Children's themes have recently captivated me in a way that is not childish. They asked me to make various items for the kindergarten.

The first subject is educational, necessary and useful. This is a traffic light, children will use it to learn the rules of the road, an extremely important thing.

Let me make a reservation right away: they also made a pedestrian version with people, but a simpler one made from cardboard.

In principle, they asked me to make this three eyes into a simple cardboard one, but can I really do it without any problems)) I thought about making a reliable educational object right away, and I did it. How long is enough?

The concept of the figure is that it is large enough for everyone to see, stable, durable and with rotating mechanism, the point is that there are 4 sides, one side shows all the signals for a general understanding of the device.

The other three sides are given one signal, the teacher can turn and show any color out of 3 and ask the children about its purpose.

In general, it seemed to me that it would be right

Initial thoughts about color circles on magnets and other light bulbs had to be canceled; we need a simple, understandable solution that is difficult to break; magnetic circles can get lost, light bulbs and batteries can fail.

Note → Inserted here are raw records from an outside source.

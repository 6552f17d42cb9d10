//! Main entry point for the envconf CLI.
//!
//! Resolves a layered configuration directory and prints the result:
//! - `show`: Print the merged configuration in several formats
//! - `get`: Print one value by dotted key path
//! - `keys`: List top-level keys
//! - `completions`: Generate shell completion scripts

mod cli;
mod commands;
mod error;
mod utils;

use clap::Parser;
use cli::Cli;
use utils::GlobalOptions;

fn main() {
    // Parse CLI arguments
    let cli = Cli::parse();

    // Initialize logging based on verbosity
    let _level = envconf::init_logger(cli.verbose, cli.quiet);

    // Convert CLI args to GlobalOptions
    let global = GlobalOptions {
        quiet: cli.quiet,
        dir: cli.dir,
        env: cli.env,
        default_env: cli.default_env,
    };

    // Execute the command
    let result = match cli.command {
        cli::Command::Show(cmd) => cmd.execute(&global),
        cli::Command::Get(cmd) => cmd.execute(&global),
        cli::Command::Keys(cmd) => cmd.execute(&global),
        cli::Command::Completions(cmd) => cmd.execute(&global),
    };

    // Handle errors and set exit code
    match result {
        Ok(()) => std::process::exit(0),
        Err(e) => {
            eprintln!("Error: {e}");
            std::process::exit(e.exit_code());
        }
    }
}
//! CLI command implementations.
//!
//! This module contains the implementations of all CLI commands:
//! - `show`: Resolve the configuration and print it
//! - `get`: Print a single value by dotted key path
//! - `keys`: List top-level keys
//! - `completions`: Generate shell completion scripts

pub mod completions;
pub mod get;
pub mod keys;
pub mod show;

pub use completions::CompletionsCommand;
pub use get::GetCommand;
pub use keys::KeysCommand;
pub use show::ShowCommand;
//! Library exports for envconf-cli.
//!
//! Exposes the CLI structure so tests and tooling can inspect the
//! command tree without spawning the binary.

pub mod cli;
pub mod commands;
pub mod error;
pub mod utils;

pub use cli::Cli;
//! Property-based tests for deep merging.

use super::merger::DeepMerger;
use super::Mapping;
use proptest::prelude::*;
use serde_json::Value;

// Strategy for generating scalar leaves
fn leaf_strategy() -> impl Strategy<Value = Value> {
    prop_oneof![
        Just(Value::Null),
        any::<bool>().prop_map(Value::Bool),
        any::<i64>().prop_map(Value::from),
        "[a-z]{0,8}".prop_map(Value::String),
    ]
}

// Strategy for generating nested values; a small key alphabet forces collisions
fn value_strategy() -> impl Strategy<Value = Value> {
    leaf_strategy().prop_recursive(3, 32, 4, |inner| {
        prop_oneof![
            prop::collection::vec(inner.clone(), 0..4).prop_map(Value::Array),
            prop::collection::btree_map("[a-e]", inner, 0..4)
                .prop_map(|map| Value::Object(map.into_iter().collect())),
        ]
    })
}

fn mapping_strategy() -> impl Strategy<Value = Mapping> {
    prop::collection::btree_map("[a-e]", value_strategy(), 0..5)
        .prop_map(|map| map.into_iter().collect())
}

fn merged(target: &Mapping, source: &Mapping) -> Mapping {
    let mut result = target.clone();
    DeepMerger::merge_into(&mut result, source);
    result
}

/// Every source leaf is visible in the result at the same path.
fn assert_source_wins(result: &Mapping, source: &Mapping) {
    for (key, value) in source {
        let actual = result.get(key).expect("source key missing from result");
        match (actual, value) {
            (Value::Object(actual_map), Value::Object(source_map)) => {
                assert_source_wins(actual_map, source_map);
            }
            (_, Value::Object(_)) => panic!("mapping in source was not kept as mapping"),
            _ => assert_eq!(actual, value),
        }
    }
}

proptest! {
    #![proptest_config(ProptestConfig {
        cases: 512,
        .. ProptestConfig::default()
    })]

    // Merging a mapping into itself changes nothing
    #[test]
    fn merge_with_self_is_identity(map in mapping_strategy()) {
        prop_assert_eq!(merged(&map, &map), map);
    }

    // Applying the same source twice equals applying it once
    #[test]
    fn merge_is_idempotent(target in mapping_strategy(), source in mapping_strategy()) {
        let once = merged(&target, &source);
        let twice = merged(&once, &source);
        prop_assert_eq!(twice, once);
    }

    // Keys from both sides survive
    #[test]
    fn merge_unions_keys(target in mapping_strategy(), source in mapping_strategy()) {
        let result = merged(&target, &source);
        for key in target.keys().chain(source.keys()) {
            prop_assert!(result.contains_key(key));
        }
        for key in result.keys() {
            prop_assert!(target.contains_key(key) || source.contains_key(key));
        }
    }

    // Later leaves overwrite earlier ones, at any depth
    #[test]
    fn merge_is_right_biased(target in mapping_strategy(), source in mapping_strategy()) {
        let result = merged(&target, &source);
        assert_source_wins(&result, &source);
    }

    // Merging into an empty mapping yields the source
    #[test]
    fn merge_into_empty_copies_source(source in mapping_strategy()) {
        prop_assert_eq!(merged(&Mapping::new(), &source), source);
    }

    // Target keys the source does not mention are left alone
    #[test]
    fn merge_preserves_untouched_keys(target in mapping_strategy(), source in mapping_strategy()) {
        let result = merged(&target, &source);
        for (key, value) in &target {
            if !source.contains_key(key) {
                prop_assert_eq!(result.get(key), Some(value));
            }
        }
    }
}
// src/web/mod.rs
pub mod auth_handlers;
pub mod cadastro_handlers;
pub mod convite_handlers;
pub mod dashboard_handlers;
pub mod flash;
pub mod frequencia_handlers;
pub mod mw_auth;
pub mod mw_professor;
pub mod notas_handlers;
pub mod routes;
// src/models/cadastro.rs
use crate::{
    error::{AppError, AppResult},
    models::organizacao::ConviteValido,
};
use serde::{Deserialize, Serialize};

#[derive(Debug, Clone, Copy, PartialEq, Eq, Serialize, Deserialize)]
pub enum Fluxo {
    /// Cadastro livre: e-mail, senha e dados pessoais.
    Direto,
    /// Cadastro com código de convite emitido por um professor.
    Convite,
}

/// Etapas do cadastro. A parte interativa (até `CriandoConta`) vive na sessão;
/// o resto é percorrido dentro da transação de registo.
#[derive(Debug, Clone, PartialEq, Serialize, Deserialize)]
#[serde(tag = "etapa")]
pub enum EtapaCadastro {
    EscolhendoFluxo,
    DadosPessoais,
    InserindoCodigo,
    CodigoValidado { convite: ConviteValido },
    CompletandoPerfil { convite: ConviteValido },
    CriandoConta { fluxo: Fluxo },
    VinculandoOrganizacao { fluxo: Fluxo, user_id: String },
    MarcandoCodigo { user_id: String },
    Concluido { user_id: String },
}

#[derive(Debug, Clone)]
pub enum EventoCadastro {
    Escolher(Fluxo),
    CodigoAceite(ConviteValido),
    Continuar,
    Submeter,
    /// `vincular` indica se ainda há uma organização a ligar (sempre no fluxo com convite).
    ContaCriada { user_id: String, vincular: bool },
    Vinculado,
    CodigoMarcado,
    Voltar,
}

impl Default for EtapaCadastro {
    fn default() -> Self {
        EtapaCadastro::EscolhendoFluxo
    }
}

impl EtapaCadastro {
    pub fn nome(&self) -> &'static str {
        match self {
            EtapaCadastro::EscolhendoFluxo => "EscolhendoFluxo",
            EtapaCadastro::DadosPessoais => "DadosPessoais",
            EtapaCadastro::InserindoCodigo => "InserindoCodigo",
            EtapaCadastro::CodigoValidado { .. } => "CodigoValidado",
            EtapaCadastro::CompletandoPerfil { .. } => "CompletandoPerfil",
            EtapaCadastro::CriandoConta { .. } => "CriandoConta",
            EtapaCadastro::VinculandoOrganizacao { .. } => "VinculandoOrganizacao",
            EtapaCadastro::MarcandoCodigo { .. } => "MarcandoCodigo",
            EtapaCadastro::Concluido { .. } => "Concluido",
        }
    }

    /// Convite em uso, nas etapas que o têm.
    pub fn convite(&self) -> Option<&ConviteValido> {
        match self {
            EtapaCadastro::CodigoValidado { convite } | EtapaCadastro::CompletandoPerfil { convite } => Some(convite),
            _ => None,
        }
    }

    /// Aplica um evento. Transições não previstas são erro de validação e não mudam nada.
    pub fn avancar(self, evento: EventoCadastro) -> AppResult<EtapaCadastro> {
        use EtapaCadastro as E;
        use EventoCadastro as Ev;

        let proxima = match (&self, evento) {
            (E::EscolhendoFluxo, Ev::Escolher(Fluxo::Direto)) => E::DadosPessoais,
            (E::EscolhendoFluxo, Ev::Escolher(Fluxo::Convite)) => E::InserindoCodigo,

            (E::InserindoCodigo, Ev::CodigoAceite(convite)) => E::CodigoValidado { convite },
            (E::CodigoValidado { convite }, Ev::Continuar) => E::CompletandoPerfil { convite: convite.clone() },

            (E::DadosPessoais, Ev::Submeter) => E::CriandoConta { fluxo: Fluxo::Direto },
            (E::CompletandoPerfil { .. }, Ev::Submeter) => E::CriandoConta { fluxo: Fluxo::Convite },

            (E::CriandoConta { fluxo: Fluxo::Convite }, Ev::ContaCriada { user_id, .. }) => {
                E::VinculandoOrganizacao { fluxo: Fluxo::Convite, user_id }
            }
            (E::CriandoConta { fluxo: Fluxo::Direto }, Ev::ContaCriada { user_id, vincular: true }) => {
                E::VinculandoOrganizacao { fluxo: Fluxo::Direto, user_id }
            }
            (E::CriandoConta { fluxo: Fluxo::Direto }, Ev::ContaCriada { user_id, vincular: false }) => {
                E::Concluido { user_id }
            }

            (E::VinculandoOrganizacao { fluxo: Fluxo::Convite, user_id }, Ev::Vinculado) => {
                E::MarcandoCodigo { user_id: user_id.clone() }
            }
            (E::VinculandoOrganizacao { fluxo: Fluxo::Direto, user_id }, Ev::Vinculado) => {
                E::Concluido { user_id: user_id.clone() }
            }
            (E::MarcandoCodigo { user_id }, Ev::CodigoMarcado) => E::Concluido { user_id: user_id.clone() },

            (
                E::DadosPessoais | E::InserindoCodigo | E::CodigoValidado { .. } | E::CompletandoPerfil { .. },
                Ev::Voltar,
            ) => E::EscolhendoFluxo,

            (_, evento) => {
                tracing::warn!("Transição de cadastro inválida: {} com {:?}", self.nome(), evento);
                return Err(AppError::Validation(
                    "Passo de cadastro fora de ordem. Recomece o cadastro.".into(),
                ));
            }
        };

        tracing::debug!("Cadastro: {} -> {}", self.nome(), proxima.nome());
        Ok(proxima)
    }
}

// --- Formulários ---

#[derive(Debug, Deserialize)]
pub struct EscolhaFluxoForm {
    pub fluxo: String, // "direto" ou "convite"
}

#[derive(Debug, Deserialize)]
pub struct CodigoForm {
    pub code: String,
}

/// Completar o perfil depois de validar o convite.
#[derive(Debug, Clone, Default, Deserialize)]
pub struct CadastroConviteForm {
    pub password: String,
    pub password_confirm: String,
    #[serde(default)]
    pub nickname: String,
    /// Sobrepõe o nome pré-preenchido, se vier preenchido.
    #[serde(default)]
    pub full_name: String,
    #[serde(default)]
    pub birth_date: String,
}

#[derive(Debug, Clone, Default, Deserialize)]
pub struct CadastroDiretoForm {
    pub email: String,
    pub password: String,
    pub password_confirm: String,
    #[serde(default)]
    pub full_name: String,
    #[serde(default)]
    pub nickname: String,
    #[serde(default)]
    pub birth_date: String,
    #[serde(default)]
    pub user_category: String,
    /// Aluno: turma
    #[serde(default)]
    pub turma: String,
    /// Professor: disciplina
    #[serde(default)]
    pub disciplina: String,
    /// Professor: cria a organização (turma/escola) e fica como professor dela.
    #[serde(default)]
    pub nome_organizacao: String,
}

#[cfg(test)]
mod tests {
    use super::*;
    use crate::models::organizacao::{DadosPreCadastro, Papel};

    fn convite() -> ConviteValido {
        ConviteValido {
            codigo_id: "c1".into(),
            code: "ABCD1234".into(),
            organization_id: "org".into(),
            papel: Papel::Aluno,
            dados: DadosPreCadastro::default(),
        }
    }

    #[test]
    fn fluxo_com_convite_percorre_todas_as_etapas() {
        let etapa = EtapaCadastro::default()
            .avancar(EventoCadastro::Escolher(Fluxo::Convite))
            .and_then(|e| e.avancar(EventoCadastro::CodigoAceite(convite())))
            .and_then(|e| e.avancar(EventoCadastro::Continuar))
            .unwrap();
        assert_eq!(etapa.convite().map(|c| c.code.as_str()), Some("ABCD1234"));

        let etapa = etapa
            .avancar(EventoCadastro::Submeter)
            .and_then(|e| e.avancar(EventoCadastro::ContaCriada { user_id: "u1".into(), vincular: true }))
            .and_then(|e| e.avancar(EventoCadastro::Vinculado))
            .unwrap();
        assert_eq!(etapa, EtapaCadastro::MarcandoCodigo { user_id: "u1".into() });

        let etapa = etapa.avancar(EventoCadastro::CodigoMarcado).unwrap();
        assert_eq!(etapa, EtapaCadastro::Concluido { user_id: "u1".into() });
    }

    #[test]
    fn fluxo_direto_sem_organizacao_termina_apos_criar_conta() {
        let etapa = EtapaCadastro::default()
            .avancar(EventoCadastro::Escolher(Fluxo::Direto))
            .and_then(|e| e.avancar(EventoCadastro::Submeter))
            .and_then(|e| e.avancar(EventoCadastro::ContaCriada { user_id: "u2".into(), vincular: false }))
            .unwrap();
        assert_eq!(etapa, EtapaCadastro::Concluido { user_id: "u2".into() });
    }

    #[test]
    fn fluxo_direto_com_organizacao_nao_marca_codigo() {
        let etapa = EtapaCadastro::CriandoConta { fluxo: Fluxo::Direto }
            .avancar(EventoCadastro::ContaCriada { user_id: "u3".into(), vincular: true })
            .and_then(|e| e.avancar(EventoCadastro::Vinculado))
            .unwrap();
        assert_eq!(etapa, EtapaCadastro::Concluido { user_id: "u3".into() });
    }

    #[test]
    fn nao_submete_sem_codigo_validado() {
        let err = EtapaCadastro::InserindoCodigo.avancar(EventoCadastro::Submeter).unwrap_err();
        assert!(matches!(err, AppError::Validation(_)));
    }

    #[test]
    fn voltar_regressa_a_escolha() {
        let etapa = EtapaCadastro::CodigoValidado { convite: convite() }
            .avancar(EventoCadastro::Voltar)
            .unwrap();
        assert_eq!(etapa, EtapaCadastro::EscolhendoFluxo);
        assert!(EtapaCadastro::MarcandoCodigo { user_id: "u".into() }
            .avancar(EventoCadastro::Voltar)
            .is_err());
    }

    #[test]
    fn etapa_sobrevive_a_serializacao_da_sessao() {
        let etapa = EtapaCadastro::CompletandoPerfil { convite: convite() };
        let json = serde_json::to_value(&etapa).unwrap();
        assert_eq!(json["etapa"], "CompletandoPerfil");
        let de_volta: EtapaCadastro = serde_json::from_value(json).unwrap();
        assert_eq!(de_volta, etapa);
    }
}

I don’t know whether the idea succeeded, but time will tell.

The entire base is MDF, which was glued together with PVA; for temporary tack, I also fastened it with a micropin.

Separately, I would like to note that you can use a circular saw to make circles of different diameters and, most importantly, the same size, using a simple device, first we cut square blanks, and then on the device, rotating the part, we cut off the corners to a polyhedron, and then rotating the part we finish it to a circle.

I glued the box together, the visors are halves of the eyes of the circles, I made a groove under them with a router, so such things cannot be securely glued into the end.

The whole thing rotates on a pipe from the joker system, in my opinion, for shelving, so that the stops do not fall out and fall through, which were fixed by bugs.

The base was made massive and wide from thick layers of MDF; with such a base, the traffic light is not so easy to tip over on its side.

I played the fool and drilled right through the pipe, so I had to put a plate on the return side.

I spray painted everything, then varnished it, the thing is ready.

I didn’t paint the signal circles; they were cut out of self-adhesive paper, so it’s easier to update the display item.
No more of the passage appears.